Source control, packages, and metapackages in 2021?

asked 2021-01-14 17:10:18 -0500

qTHqq gravatar image

updated 2021-01-14 17:12:53 -0500

The Actual Question

I'm trying to start a set of ROS packages for my organization for the purposes of integrating our non-ROS code into ROS as a testing environment. I will share them across the organization using Git repositories.

After some research, I feel like my favored, up-to-date strategy for organizing and distributing the code is a Git mono-repo containing my organization's ROS packages and a metapackage that logically collects them. Is this true or should I do something with vcs and rosinstall?

TL;DR Details

I've been researching this for days, and in the end, it feels like it's kind of an unanswered question with pros and cons. But I'd like the community's input. My ROS code will start simple, with a couple of packages (one being a thin ROS wrapper for our non-ROS code), but I don't expect it to remain simple, so I'm wondering a lot about recommended best (or better) practices for:

  • How to actually structure directories and files in my Catkin workspace on disk.
  • How these files should relate to Git repositories shared across our organization.

This feels like it might have a clear, suggested starting point, but there's not a lot of "official discussion" about it.

For example, I follow ROS Wiki Best Practices to the ETH Zurich Wiki which is very nice, but I come to Package Organization and it says "Group packages in stacks." Jon Bohren's nice ROS Crash Course slide decks on best practices says the same thing. Stacks appear to be a deep legacy concept, seemingly replaced by metapackages.

Most of the metapackages in ROS are backwards compatible placeholders for converted rosbuild Stacks.

There's nothing there about sharing code via repositories.

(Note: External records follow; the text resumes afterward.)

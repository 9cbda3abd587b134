use std::collections::VecDeque;

use chrono::{DateTime, Utc};
use serde::Serialize;
use skadi_payload::SysinfoSnapshot;

use super::Reducer;

pub const DEFAULT_NETWORK_HISTORY_LEN: usize = 30;

#[derive(Debug, Clone, Copy, PartialEq, Eq, Serialize)]
pub struct NetworkSample {
    pub timestamp: DateTime<Utc>,
    /// bytes per second sent
    pub up: u64,
    /// bytes per second received
    pub down: u64,
}

/// The most recent network samples, oldest first, used to draw a short trend.
#[derive(Debug, Clone, PartialEq, Eq, Serialize)]
pub struct NetworkHistory {
    samples: VecDeque<NetworkSample>,
    #[serde(skip)]
    cap: usize,
}

impl NetworkHistory {
    /// Create a history holding at most `cap` samples, starting with a single zero sample at `now`.
    /// A `cap` of 0 is raised to 1, since the zero sample always has to fit.
    pub fn new(cap: usize, now: DateTime<Utc>) -> Self {
        if cap == 0 {
            log::warn!("Network history length of 0 requested, keeping one sample");
        }
        let cap = cap.max(1);
        let mut samples = VecDeque::with_capacity(cap);
        samples.push_back(NetworkSample { timestamp: now, up: 0, down: 0 });
        Self { samples, cap }
    }

    /// Append a sample, evicting the oldest one when full.
    /// The timestamp is clamped so that samples stay ordered even if the wall clock jumps backwards.
    pub fn push(&mut self, mut sample: NetworkSample) -> NetworkSample {
        if let Some(last) = self.samples.back() {
            sample.timestamp = sample.timestamp.max(last.timestamp);
        }
        push_capped(&mut self.samples, sample, self.cap);
        sample
    }

    pub fn len(&self) -> usize {
        self.samples.len()
    }

    pub fn is_empty(&self) -> bool {
        self.samples.is_empty()
    }

    pub fn iter(&self) -> impl Iterator<Item = &NetworkSample> {
        self.samples.iter()
    }

    pub fn latest(&self) -> Option<&NetworkSample> {
        self.samples.back()
    }
}

fn push_capped<T>(dq: &mut VecDeque<T>, v: T, cap: usize) {
    while dq.len() >= cap {
        dq.pop_front();
    }
    dq.push_back(v);
}

#[derive(Debug, Clone, PartialEq, Serialize)]
pub struct SysinfoState {
    pub metrics: Option<SysinfoSnapshot>,
    pub network_history: NetworkHistory,
}

#[derive(Debug, Clone)]
pub struct SysinfoReducer {
    state: SysinfoState,
}

impl Default for SysinfoReducer {
    fn default() -> Self {
        Self::new(DEFAULT_NETWORK_HISTORY_LEN)
    }
}

impl SysinfoReducer {
    pub fn new(network_history_len: usize) -> Self {
        Self::starting_at(network_history_len, Utc::now())
    }

    /// Like [`SysinfoReducer::new`], with the zero baseline sample stamped at `now`.
    pub fn starting_at(network_history_len: usize, now: DateTime<Utc>) -> Self {
        Self { state: SysinfoState { metrics: None, network_history: NetworkHistory::new(network_history_len, now) } }
    }

    pub fn metrics(&self) -> Option<&SysinfoSnapshot> {
        self.state.metrics.as_ref()
    }

    pub fn network_history(&self) -> &NetworkHistory {
        &self.state.network_history
    }

    /// Replace the metrics and record one network sample taken at `now`.
    pub fn apply_frame_at(&mut self, snapshot: &SysinfoSnapshot, now: DateTime<Utc>) -> NetworkSample {
        self.state.metrics = Some(snapshot.clone());
        self.state.network_history.push(NetworkSample { timestamp: now, up: snapshot.network_tx, down: snapshot.network_rx })
    }
}

impl Reducer for SysinfoReducer {
    type Delta = NetworkSample;
    type Frame = SysinfoSnapshot;
    type Snapshot = SysinfoState;

    fn apply_frame(&mut self, snapshot: &SysinfoSnapshot) -> Option<NetworkSample> {
        Some(self.apply_frame_at(snapshot, Utc::now()))
    }

    fn snapshot(&self) -> SysinfoState {
        self.state.clone()
    }
}

#[cfg(test)]
mod tests {
    use super::*;
    use chrono::{Duration, TimeZone};
    use itertools::Itertools;
    use pretty_assertions::assert_eq;

    fn start() -> DateTime<Utc> {
        Utc.with_ymd_and_hms(2024, 5, 1, 12, 0, 0).unwrap()
    }

    fn frame(rx: u64, tx: u64) -> SysinfoSnapshot {
        SysinfoSnapshot { network_rx: rx, network_tx: tx, memory_free: 17, ..SysinfoSnapshot::default() }
    }

    #[test]
    fn test_history_is_bounded() {
        let mut reducer = SysinfoReducer::starting_at(DEFAULT_NETWORK_HISTORY_LEN, start());
        for i in 0..100u64 {
            reducer.apply_frame_at(&frame(i, i * 2), start() + Duration::seconds(i as i64));
            assert!(reducer.network_history().len() <= DEFAULT_NETWORK_HISTORY_LEN);
        }
        let history = reducer.network_history();
        assert_eq!(history.len(), 30);
        assert!(history.iter().tuple_windows().all(|(a, b)| a.timestamp <= b.timestamp));
        assert_eq!(history.iter().next().map(|sample| sample.down), Some(70));
        assert_eq!(history.latest(), Some(&NetworkSample { timestamp: start() + Duration::seconds(99), up: 198, down: 99 }));
    }

    #[test]
    fn test_samples_before_the_baseline_are_clamped() {
        let mut reducer = SysinfoReducer::starting_at(DEFAULT_NETWORK_HISTORY_LEN, start());
        let sample = reducer.apply_frame_at(&frame(5, 6), start() - Duration::seconds(30));
        assert_eq!(sample, NetworkSample { timestamp: start(), up: 6, down: 5 });
    }

    #[test]
    fn test_zero_cap_keeps_one_sample() {
        let mut reducer = SysinfoReducer::starting_at(0, start());
        reducer.apply_frame_at(&frame(1, 2), start() + Duration::seconds(1));
        reducer.apply_frame_at(&frame(3, 4), start() + Duration::seconds(2));
        assert_eq!(reducer.network_history().len(), 1);
        assert_eq!(reducer.network_history().latest().map(|sample| sample.down), Some(3));
    }

    #[test]
    fn test_history_starts_with_zero_sample() {
        let reducer = SysinfoReducer::default();
        let history = reducer.network_history();
        assert_eq!(history.len(), 1);
        assert_eq!(history.latest().map(|sample| (sample.up, sample.down)), Some((0, 0)));
        assert_eq!(reducer.metrics(), None);
    }

    #[test]
    fn test_timestamps_never_go_backwards() {
        let mut reducer = SysinfoReducer::new(5);
        let offsets = [10, 20, 5, 30, -100, 40, 40];
        for offset in offsets {
            reducer.apply_frame_at(&frame(1, 1), Utc::now() + Duration::seconds(offset));
        }
        let history = reducer.network_history();
        assert_eq!(history.len(), 5);
        assert!(history.iter().tuple_windows().all(|(a, b)| a.timestamp <= b.timestamp));
    }

    #[test]
    fn test_metrics_replaced_verbatim() {
        let mut reducer = SysinfoReducer::default();
        reducer.apply_frame_at(&frame(1, 2), start());
        let sample = reducer.apply_frame_at(&frame(3, 4), start());
        assert_eq!(sample.up, 4);
        assert_eq!(reducer.metrics(), Some(&frame(3, 4)));
        assert_eq!(reducer.metrics().map(|metrics| metrics.memory_free), Some(17));
    }
}
//! Operation-specific bodies carried inside an [`crate::Envelope`].

use serde::{Deserialize, Serialize};

use crate::WorkspaceId;

/// System metrics as sampled by the backend. All sizes are bytes, all rates are bytes per second.
///
/// `memory_free` and `disk_free` are reported by the backend independently of `*_used`
/// and must not be derived from `total - used`.
#[derive(Debug, Clone, PartialEq, Default, Serialize, Deserialize)]
#[serde(rename_all = "camelCase")]
pub struct SysinfoSnapshot {
    pub cpu_usage: f32,
    pub memory_used: u64,
    pub memory_total: u64,
    pub memory_free: u64,
    pub swap_used: u64,
    pub swap_total: u64,
    pub network_rx: u64,
    pub network_tx: u64,
    pub disk_read: u64,
    pub disk_write: u64,
    #[serde(rename = "diskUsage")]
    pub disk_used: u64,
    pub disk_total: u64,
    pub disk_free: u64,
}

impl SysinfoSnapshot {
    pub fn memory_used_perc(&self) -> f32 {
        percentage(self.memory_used, self.memory_total)
    }

    pub fn disk_used_perc(&self) -> f32 {
        percentage(self.disk_used, self.disk_total)
    }
}

fn percentage(part: u64, total: u64) -> f32 {
    if total == 0 {
        0.0
    } else {
        (part as f64 / total as f64 * 100.0) as f32
    }
}

#[derive(Debug, Clone, PartialEq, Eq, Serialize, Deserialize)]
pub struct WindowChanged {
    pub title: String,
}

#[derive(Debug, Clone, Copy, PartialEq, Eq, Serialize, Deserialize)]
pub enum WorkspaceEventKind {
    Moved,
    Created,
    Destroyed,
}

#[derive(Debug, Clone, Copy, PartialEq, Eq, Serialize, Deserialize)]
pub struct WorkspaceEvent {
    pub id: i64,
    #[serde(rename = "type")]
    pub kind: WorkspaceEventKind,
}

impl WorkspaceEvent {
    pub fn new(id: WorkspaceId, kind: WorkspaceEventKind) -> Self {
        Self { id: id.0 as i64, kind }
    }

    pub fn workspace_id(&self) -> Option<WorkspaceId> {
        WorkspaceId::from_raw(self.id)
    }
}

#[derive(Debug, Clone, PartialEq, Eq, Default, Serialize, Deserialize)]
#[serde(rename_all = "camelCase")]
pub struct TrackInfo {
    pub title: Option<String>,
    pub artist: Option<String>,
    pub album: Option<String>,
    pub status: String,
    /// Playback position as reported by the player (MPRIS reports microseconds).
    pub position: Option<u64>,
    /// Track length, in the same unit as `position`.
    pub duration: Option<u64>,
    pub volume: Option<String>,
    pub artwork_url: Option<String>,
}

impl TrackInfo {
    /// Fraction of the track that has been played, if both position and duration are known.
    pub fn progress(&self) -> Option<f64> {
        match (self.position, self.duration) {
            (Some(position), Some(duration)) if duration > 0 => Some((position as f64 / duration as f64).min(1.0)),
            _ => None,
        }
    }
}

#[derive(Debug, Clone, Copy, PartialEq, Eq, Serialize, Deserialize)]
pub enum MediaEventKind {
    Request,
    Playing,
    Paused,
    Stopped,
}

#[derive(Debug, Clone, PartialEq, Eq, Serialize, Deserialize)]
#[serde(rename_all = "camelCase")]
pub struct MediaEvent {
    #[serde(rename = "type")]
    pub kind: MediaEventKind,
    pub track_info: Option<TrackInfo>,
}

#[derive(Debug, Clone, Copy, PartialEq, Eq, Serialize, Deserialize)]
pub struct VolumeEvent {
    pub volume: i64,
}

/// Diagnostic emitted by the backend. Its shape is not part of the contract, so it is kept as raw json.
#[derive(Debug, Clone, PartialEq, Serialize, Deserialize)]
#[serde(transparent)]
pub struct BackendError(pub serde_json::Value);

impl std::fmt::Display for BackendError {
    fn fmt(&self, f: &mut std::fmt::Formatter<'_>) -> std::fmt::Result {
        match &self.0 {
            serde_json::Value::String(s) => write!(f, "{}", s),
            other => write!(f, "{}", other),
        }
    }
}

It feels like I will want to group our ROS wrapper package and our testing packages that use it into a metapackage. But this seems like a completely separate issue from how precisely to organize the actual files: how to map the directory structure in my Catkin workspace to our git repos. A metapackage seems to be an abstract collection defined by XML files. Where do the metapackage files live?

When I search ROS Answers, I mostly find answers discussing vcstool and .rosinstall files suggesting one-package-per-repo. This seems reasonable, and I can evidently use vcs to install all the needed repos at once, but it also seems to eliminate a strict need for a metapackage? (Correct me if I'm wrong.) And then, do I need a separate repo for the metapackage?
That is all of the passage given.